My intention involving UK artists with some level of artistic profile and repute, was to help use this as a way of leveraging interest in the project, and bring some attention to the Myanmar artists’ works. I didn’t want to tow the ‘wow isn’t Myanmar exotic’ line, I wanted to find genuine interest for their work and showcase it on its own strengths. It was insightful to me, that the Noise in Yangon collective, created artworks which far out did their British counterparts in scale of ambition, and presence, in real space. Counterintuitively to what you would expect – they went for installations of scale, and size, physical pieces which effect you, even though they were in Myanmar, and the exhibition was to be in Southampton. I abided their requests. I was fortunate enough to be involved with the amazing SoCo Music Project (as a result of the pandemic reorganisation of creative sector) – through them I had become more confident in creating projects, applying for funding, and getting my foot in the door around the city. God’s House Tower was the perfect setting for the exhibition, and the gallery staff were fundamental in guiding me through the process of setting up an exhibition which is something I had never done before.

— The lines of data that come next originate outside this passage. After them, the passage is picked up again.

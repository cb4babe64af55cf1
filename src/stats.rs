//! The Coordinator-owned statistics struct (§3), behind a single lock per
//! §9's "critical-section-protected counters" remapping.

use std::sync::Mutex;
use std::time::Instant;

/// Cheap, always-fresh counters — the "short form" query in §4.4.
#[derive(Debug, Clone, Copy, Default)]
pub struct ShortStats {
    pub completed: u64,
    pub failed: u64,
    pub cancelled: u64,
    pub in_bytes: u64,
    pub out_bytes: u64,
}

/// The full struct from §3, with throughput/ratio/ETA derived on demand.
#[derive(Debug, Clone, Copy)]
pub struct DetailedStats {
    pub total_items: u64,
    pub completed: u64,
    pub failed: u64,
    pub cancelled: u64,
    pub in_progress: u64,
    pub in_bytes: u64,
    pub out_bytes: u64,
    pub elapsed: std::time::Duration,
    pub bytes_per_sec: f64,
    pub items_per_sec: f64,
    pub compression_ratio: f64,
    pub estimated_time_remaining: std::time::Duration,
}

#[derive(Debug)]
struct Inner {
    total_items: u64,
    completed: u64,
    failed: u64,
    cancelled: u64,
    in_progress: u64,
    in_bytes: u64,
    out_bytes: u64,
    start_wall_time: Option<Instant>,
    last_emission_wall_time: Option<Instant>,
}

impl Default for Inner {
    fn default() -> Self {
        Self {
            total_items: 0,
            completed: 0,
            failed: 0,
            cancelled: 0,
            in_progress: 0,
            in_bytes: 0,
            out_bytes: 0,
            start_wall_time: None,
            last_emission_wall_time: None,
        }
    }
}

/// Lock-guarded batch statistics. One instance lives on the Coordinator and
/// is reset at the start of each batch (§4.4 step 4).
#[derive(Debug, Default)]
pub struct Statistics(Mutex<Inner>);

impl Statistics {
    pub fn new() -> Self {
        Self(Mutex::new(Inner::default()))
    }

    pub fn reset_for_batch(&self, total_items: u64) {
        let mut inner = self.0.lock().unwrap();
        *inner = Inner {
            total_items,
            start_wall_time: Some(Instant::now()),
            ..Inner::default()
        };
    }

    pub fn job_started(&self) {
        let mut inner = self.0.lock().unwrap();
        inner.in_progress += 1;
    }

    pub fn job_completed_ok(&self, in_bytes: u64, out_bytes: u64) {
        let mut inner = self.0.lock().unwrap();
        inner.in_progress = inner.in_progress.saturating_sub(1);
        inner.completed += 1;
        inner.in_bytes += in_bytes;
        inner.out_bytes += out_bytes;
    }

    pub fn job_failed(&self) {
        let mut inner = self.0.lock().unwrap();
        inner.in_progress = inner.in_progress.saturating_sub(1);
        inner.failed += 1;
    }

    pub fn job_cancelled(&self) {
        let mut inner = self.0.lock().unwrap();
        inner.in_progress = inner.in_progress.saturating_sub(1);
        inner.cancelled += 1;
    }

    pub fn short(&self) -> ShortStats {
        let inner = self.0.lock().unwrap();
        ShortStats {
            completed: inner.completed,
            failed: inner.failed,
            cancelled: inner.cancelled,
            in_bytes: inner.in_bytes,
            out_bytes: inner.out_bytes,
        }
    }

    pub fn detailed(&self) -> DetailedStats {
        let inner = self.0.lock().unwrap();
        let elapsed = inner
            .start_wall_time
            .map(|t| t.elapsed())
            .unwrap_or_default();
        let secs = elapsed.as_secs_f64();
        let bytes_per_sec = if secs > 0.0 {
            inner.in_bytes as f64 / secs
        } else {
            0.0
        };
        let items_per_sec = if secs > 0.0 {
            inner.completed as f64 / secs
        } else {
            0.0
        };
        let compression_ratio = if inner.out_bytes > 0 {
            inner.in_bytes as f64 / inner.out_bytes as f64
        } else {
            0.0
        };
        let done = inner.completed + inner.failed + inner.cancelled;
        let remaining_items = inner.total_items.saturating_sub(done);
        let estimated_time_remaining = if items_per_sec > 0.0 {
            std::time::Duration::from_secs_f64(remaining_items as f64 / items_per_sec)
        } else {
            std::time::Duration::ZERO
        };
        DetailedStats {
            total_items: inner.total_items,
            completed: inner.completed,
            failed: inner.failed,
            cancelled: inner.cancelled,
            in_progress: inner.in_progress,
            in_bytes: inner.in_bytes,
            out_bytes: inner.out_bytes,
            elapsed,
            bytes_per_sec,
            items_per_sec,
            compression_ratio,
            estimated_time_remaining,
        }
    }

    /// True if at least `interval` has elapsed since the last emission, in
    /// which case the last-emission time is bumped to now as a side effect
    /// (mirroring the teacher's `maybe_emit_progress` throttle).
    pub fn should_emit(&self, interval: std::time::Duration) -> bool {
        let mut inner = self.0.lock().unwrap();
        let now = Instant::now();
        let due = match inner.last_emission_wall_time {
            Some(last) => now.duration_since(last) >= interval,
            None => true,
        };
        if due {
            inner.last_emission_wall_time = Some(now);
        }
        due
    }
}

#[cfg(test)]
mod tests {
    use super::*;

    #[test]
    fn short_stats_accumulate_across_jobs() {
        let stats = Statistics::new();
        stats.reset_for_batch(3);
        stats.job_completed_ok(100, 40);
        stats.job_completed_ok(200, 50);
        stats.job_failed();
        let s = stats.short();
        assert_eq!(s.completed, 2);
        assert_eq!(s.failed, 1);
        assert_eq!(s.in_bytes, 300);
        assert_eq!(s.out_bytes, 90);
    }

    #[test]
    fn compression_ratio_is_zero_with_no_output_yet() {
        let stats = Statistics::new();
        stats.reset_for_batch(1);
        assert_eq!(stats.detailed().compression_ratio, 0.0);
    }

    #[test]
    fn cancellation_releases_in_progress_like_any_other_terminal_state() {
        let stats = Statistics::new();
        stats.reset_for_batch(1);
        stats.job_started();
        assert_eq!(stats.detailed().in_progress, 1);
        stats.job_cancelled();
        let detailed = stats.detailed();
        assert_eq!(detailed.in_progress, 0);
        assert_eq!(detailed.cancelled, 1);
    }
}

The reaction to the exhibition has been fantastic, with up to 100 people coming in each day. Of course, with all the global catastrophes since, it does seem as though the situation in Myanmar has floated out of vogue within the public frame. This is what we were aiming to create a space for – for people to feel, for people to think, and reflect on narratives that did not exist within the mainstream frame of reference. I hope we achieved that, even if only for a moment. The next phase of the project, is to organise the performances at a venue still TBC in Southampton. We’ll need funding, and we’ll need some more time… everything is delayed… but everything is in progress…
Our intention remains to build a persistent collaboration resulting in the creation of new recorded works, live performances, and eventually, to invite interpretations of the artworks by other artists, to keep the innovation alive, to keep some semblance of permanence in the spirit of resistance, and in the hope that one day some freedoms return to life in Myanmar.